═════ EXTRACTED DATA

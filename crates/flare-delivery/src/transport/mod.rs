//! Pluggable event transports.
//!
//! A transport receives an already-encoded payload plus the authentication
//! header and performs delivery. It never sees events, so every transport
//! behaves identically with respect to filtering, scrubbing and encoding.
//! The DSN scheme picks the implementation:
//!
//! | scheme          | transport            |
//! |-----------------|----------------------|
//! | `http`, `https` | [`HttpTransport`]    |
//! | `stdout`        | [`StdoutTransport`]  |
//! | `dummy`         | [`DummyTransport`]   |

use async_trait::async_trait;
use bytes::Bytes;

use crate::{
    config::Configuration,
    error::{DeliveryError, Result},
};

mod dummy;
mod http;
mod stdout;

pub use dummy::DummyTransport;
pub use http::{extract_retry_after_seconds, HttpTransport, AUTH_HEADER, ERROR_HEADER};
pub use stdout::StdoutTransport;

/// Delivery backend for encoded events.
#[async_trait]
pub trait Transport: Send + Sync + std::fmt::Debug {
    /// Delivers one payload.
    ///
    /// # Errors
    ///
    /// Returns a delivery error when the payload could not be handed over.
    async fn send_event(&self, auth_header: &str, payload: Bytes, content_type: &str)
        -> Result<()>;
}

/// Builds the transport matching the configured scheme.
///
/// # Errors
///
/// Returns `DeliveryError::ConfigurationError` for unknown schemes or when
/// the HTTP client cannot be built.
pub fn transport_for(config: &Configuration) -> Result<Box<dyn Transport>> {
    match config.scheme() {
        "http" | "https" => Ok(Box::new(HttpTransport::new(config)?)),
        "stdout" => Ok(Box::new(StdoutTransport::new())),
        "dummy" => Ok(Box::new(DummyTransport::new())),
        other => Err(DeliveryError::configuration(format!("unsupported transport scheme: {other}"))),
    }
}

#[cfg(test)]
mod tests {
    use super::*;

    #[test]
    fn scheme_selects_transport() {
        for dsn in [
            "http://public@localhost/1",
            "https://public@localhost/1",
            "stdout://public@localhost/1",
            "dummy://public@localhost/1",
        ] {
            let config = Configuration::new(dsn).unwrap();
            assert!(transport_for(&config).is_ok(), "no transport for {dsn}");
        }
    }

    #[test]
    fn unknown_scheme_is_configuration_error() {
        let config = Configuration::new("carrier-pigeon://public@localhost/1").unwrap();
        let error = transport_for(&config).unwrap_err();

        assert!(matches!(error, DeliveryError::ConfigurationError { .. }));
        assert!(error.to_string().contains("carrier-pigeon"));
    }
}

══════════

• WORK TO BE COMPLETED:
Repeat each line of the data exactly as it appears above.

• ANSWER TO THIS PROBLEM:
filename crates/flare-delivery/src/transport/mod.rs
//! Pluggable event transports.
//!
//! A transport receives an already-encoded payload plus the authentication
//! header and performs delivery. It never sees events, so every transport
//! behaves identically with respect to filtering, scrubbing and encoding.
//! The DSN scheme picks the implementation:
//!
//! | scheme          | transport            |
//! |-----------------|----------------------|
//! | `http`, `https` | [`HttpTransport`]    |
//! | `stdout`        | [`StdoutTransport`]  |
//! | `dummy`         | [`DummyTransport`]   |

use async_trait::async_trait;
use bytes::Bytes;

use crate::{
    config::Configuration,
    error::{DeliveryError, Result},
};

mod dummy;
mod http;
mod stdout;

pub use dummy::DummyTransport;
pub use http::{extract_retry_after_seconds, HttpTransport, AUTH_HEADER, ERROR_HEADER};
pub use stdout::StdoutTransport;

/// Delivery backend for encoded events.
#[async_trait]
pub trait Transport: Send + Sync + std::fmt::Debug {
    /// Delivers one payload.
    ///
    /// # Errors
    ///
    /// Returns a delivery error when the payload could not be handed over.
    async fn send_event(&self, auth_header: &str, payload: Bytes, content_type: &str)
        -> Result<()>;
}

/// Builds the transport matching the configured scheme.
///
/// # Errors
///
/// Returns `DeliveryError::ConfigurationError` for unknown schemes or when
/// the HTTP client cannot be built.
pub fn transport_for(config: &Configuration) -> Result<Box<dyn Transport>> {
    match config.scheme() {
        "http" | "https" => Ok(Box::new(HttpTransport::new(config)?)),
        "stdout" => Ok(Box::new(StdoutTransport::new())),
        "dummy" => Ok(Box::new(DummyTransport::new())),
        other => Err(DeliveryError::configuration(format!("unsupported transport scheme: {other}"))),
    }
}

#[cfg(test)]
mod tests {
    use super::*;

    #[test]
    fn scheme_selects_transport() {
        for dsn in [
            "http://public@localhost/1",
            "https://public@localhost/1",
            "stdout://public@localhost/1",
            "dummy://public@localhost/1",
        ] {
            let config = Configuration::new(dsn).unwrap();
            assert!(transport_for(&config).is_ok(), "no transport for {dsn}");
        }
    }

    #[test]
    fn unknown_scheme_is_configuration_error() {
        let config = Configuration::new("carrier-pigeon://public@localhost/1").unwrap();
        let error = transport_for(&config).unwrap_err();

        assert!(matches!(error, DeliveryError::ConfigurationError { .. }));
        assert!(error.to_string().contains("carrier-pigeon"));
    }
}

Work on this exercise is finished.